Computer simulations play a growing role in our society e.g. flight simulators allow pilots to be trained more cheaply and safely than in the air. In science and technology, computer simulation is a powerful tool for understanding or even predicting complex processes in real materials. Simulations are often used alongside conventional experiments, but they can also be used in situations where experiments would be expensive or even impossible to perform e.g. when studying materials in extreme conditions such as the high temperatures and pressures in the Earth's core.
The turn of the last century saw the start of a scientific revolution with the discovery of quantum mechanics (QM), an astonishingly accurate theory that underlies all of our science and technology. What attracted me to my field is the prospect of harnessing the power of QM to apply it to contemporary scientific problems. The challenge is that the equations of QM are very complicated. Even on the fastest computers it is only possible to solve them exactly for small molecules, whereas the systems of interest to scientists today contain many thousands. Even the rapid and relentless progress of computer technology cannot overcome this because of the scaling of the problem.
The work needed to complete a task usually increases with its size e.g. the time taken to mow a lawn is proportional to its area: double the size of the garden and it takes twice as long. This is an example of linear scaling, but the effort to do many tasks increases more rapidly. Arranging a hand in a game of cards usually scales as the square of the number of objects involved: triple the number and it takes nine (three squared) times as long. Some are even worse e.g. solving the travelling salesman problem to find the quickest route which visits a given set of locations. Adding one extra location doubles the amount of time to solve the problem. If three locations can be done in one minute, four will take two minutes, and five will take four minutes. Just 22 will take a whole year! Solving QM exactly scales like this.

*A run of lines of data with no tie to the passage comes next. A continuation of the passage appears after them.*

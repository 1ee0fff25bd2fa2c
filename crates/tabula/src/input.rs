//! The decoded grammar record.
//!
//! A grammar description is a JSON object of the following shape:
//!
//! ```json
//! {
//!   "grammar": {
//!     "E": [
//!       { "production": ["E", "+", "T"], "code": "$$ = $1 + $3;" },
//!       { "production": ["T"], "code": "$$ = $1;" }
//!     ],
//!     "T": [{ "production": ["id"], "code": "$$ = std::stoi($1);" }]
//!   },
//!   "start-symbol": "E",
//!   "priorities": ["+"],
//!   "nonterminal-types": { "E": "int", "T": "int" },
//!   "header-extras": ["#include <string>"],
//!   "verbose": false,
//!   "parser-name": "Calc"
//! }
//! ```
//!
//! Every key of `grammar` is a nonterminal; any other symbol that appears in
//! a production is a terminal.

use crate::grammar::{ConfigError, GrammarDef};
use indexmap::IndexMap;
use serde::Deserialize;

#[derive(Debug, Deserialize)]
#[serde(rename_all = "kebab-case")]
pub struct GrammarInput {
    pub grammar: IndexMap<String, Vec<ProductionInput>>,
    pub start_symbol: String,
    #[serde(default)]
    pub priorities: Vec<String>,
    #[serde(default)]
    pub nonterminal_types: IndexMap<String, String>,
    #[serde(default)]
    pub header_extras: Vec<String>,
    #[serde(default)]
    pub verbose: bool,
    #[serde(default)]
    pub parser_name: String,
}

#[derive(Debug, Deserialize)]
pub struct ProductionInput {
    pub production: Vec<String>,
    #[serde(default)]
    pub code: String,
}

impl GrammarInput {
    pub(crate) fn define(self, g: &mut GrammarDef) -> Result<(), ConfigError> {
        for (nonterminal, productions) in &self.grammar {
            g.nonterminal(nonterminal)?;
            for production in productions {
                g.rule(nonterminal, &production.production, &production.code)?;
            }
        }
        g.start_symbol(&self.start_symbol)?;
        for terminal in &self.priorities {
            g.priority(terminal);
        }
        for (nonterminal, ty) in &self.nonterminal_types {
            g.result_type(nonterminal, ty);
        }
        for line in &self.header_extras {
            g.header_extra(line);
        }
        g.verbose(self.verbose);
        g.parser_name(&self.parser_name);
        Ok(())
    }
}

However in the 1960s a leap forward was made with the discovery of density-functional theory (DFT), for which the Nobel Prize was awarded in 1998. The origin of the unfavourable scaling of QM is that electrons carry charge. Like charges repel, so one electron's trajectory depends on all the others' as it wants to avoid them. So solving the equations which describe these trajectories becomes much harder as more electrons are involved. The remarkable result of DFT is that the physical properties of the whole system (the answers to the questions we want to ask) do not depend upon the details of the individual trajectories, just their average. This means a linear-scaling approach to QM within DFT is a possibility.
My research focuses on developing practical linear-scaling methods, and has resulted in the ONETEP program for QM simulations of up to 30,000 atoms (so far!) of systems from nanorods for solar cells to enzymes. The next challenge is to find new ways of analysing all the data generated to gain greater scientific understanding. One possibility is to create a virtual laboratory which uses ONETEP to simulate the results of real experiments e.g. how a material absorbs light. The virtual lab gives total control: you can change the arrangement of atoms in a material or molecule and see the effect. The virtual lab will never replace the real one, but it promises to be a powerful tool alongside.